* The input *
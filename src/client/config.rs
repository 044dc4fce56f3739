use crate::common::DEFAULT_PORT;
use std::time::Duration;

/// Configuration shared by the client drivers
#[derive(Debug, Clone)]
pub struct ClientConfig {
    /// Base HTTP URL of the server, without a trailing slash
    pub base_url: String,
    /// Connection timeout for HTTP requests
    pub connect_timeout: Duration,
    /// Overall request timeout; `None` waits indefinitely
    pub request_timeout: Option<Duration>,
    /// Bound on a full echo exchange (connect, send, reply, close)
    pub echo_timeout: Duration,
    /// Number of payloads per batch on the event stream
    pub batch_size: usize,
}

impl ClientConfig {
    /// Absolute HTTP URL for `path`
    pub fn http_url(&self, path: &str) -> String {
        format!("{}{}", self.base_url.trim_end_matches('/'), path)
    }

    /// Absolute WebSocket URL for `path`, derived from the base URL scheme
    pub fn ws_url(&self, path: &str) -> String {
        let base = self.base_url.trim_end_matches('/');
        let base = if let Some(rest) = base.strip_prefix("https://") {
            format!("wss://{rest}")
        } else if let Some(rest) = base.strip_prefix("http://") {
            format!("ws://{rest}")
        } else {
            base.to_string()
        };
        format!("{base}{path}")
    }
}

impl Default for ClientConfig {
    fn default() -> Self {
        Self {
            base_url: format!("http://localhost:{DEFAULT_PORT}"),
            connect_timeout: Duration::from_secs(10),
            request_timeout: None,
            echo_timeout: Duration::from_millis(5000),
            batch_size: 10,
        }
    }
}

/// Builder for client configuration
pub struct ClientConfigBuilder {
    config: ClientConfig,
}

impl ClientConfigBuilder {
    pub fn new() -> Self {
        Self {
            config: ClientConfig::default(),
        }
    }

    pub fn base_url(mut self, url: impl Into<String>) -> Self {
        self.config.base_url = url.into();
        self
    }

    pub fn connect_timeout(mut self, timeout: Duration) -> Self {
        self.config.connect_timeout = timeout;
        self
    }

    pub fn request_timeout(mut self, timeout: Duration) -> Self {
        self.config.request_timeout = Some(timeout);
        self
    }

    pub fn echo_timeout(mut self, timeout: Duration) -> Self {
        self.config.echo_timeout = timeout;
        self
    }

    pub fn batch_size(mut self, size: usize) -> Self {
        self.config.batch_size = size;
        self
    }

    pub fn build(self) -> ClientConfig {
        self.config
    }
}

impl Default for ClientConfigBuilder {
    fn default() -> Self {
        Self::new()
    }
}

#[cfg(test)]
mod tests {
    use super::*;

    #[test]
    fn test_defaults_target_local_server() {
        let config = ClientConfig::default();
        assert_eq!(config.base_url, "http://localhost:8081");
        assert_eq!(config.echo_timeout, Duration::from_millis(5000));
        assert_eq!(config.batch_size, 10);
        assert!(config.request_timeout.is_none());
    }

    #[test]
    fn test_client_config_builder() {
        let config = ClientConfigBuilder::new()
            .base_url("http://127.0.0.1:9000/")
            .connect_timeout(Duration::from_secs(1))
            .request_timeout(Duration::from_secs(60))
            .echo_timeout(Duration::from_millis(250))
            .batch_size(3)
            .build();

        assert_eq!(config.connect_timeout, Duration::from_secs(1));
        assert_eq!(config.request_timeout, Some(Duration::from_secs(60)));
        assert_eq!(config.echo_timeout, Duration::from_millis(250));
        assert_eq!(config.batch_size, 3);
        assert_eq!(config.http_url("/user"), "http://127.0.0.1:9000/user");
    }

    #[test]
    fn test_ws_url_follows_scheme() {
        let plain = ClientConfigBuilder::new().base_url("http://localhost:8081").build();
        assert_eq!(plain.ws_url("/echo"), "ws://localhost:8081/echo");

        let tls = ClientConfigBuilder::new().base_url("https://example.org").build();
        assert_eq!(tls.ws_url("/echo"), "wss://example.org/echo");
    }
}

* About this exercise *
Copy all lines of the records that have the string "Absolute" in them.

* Your solution *
    /// Absolute HTTP URL for `path`
    /// Absolute WebSocket URL for `path`, derived from the base URL scheme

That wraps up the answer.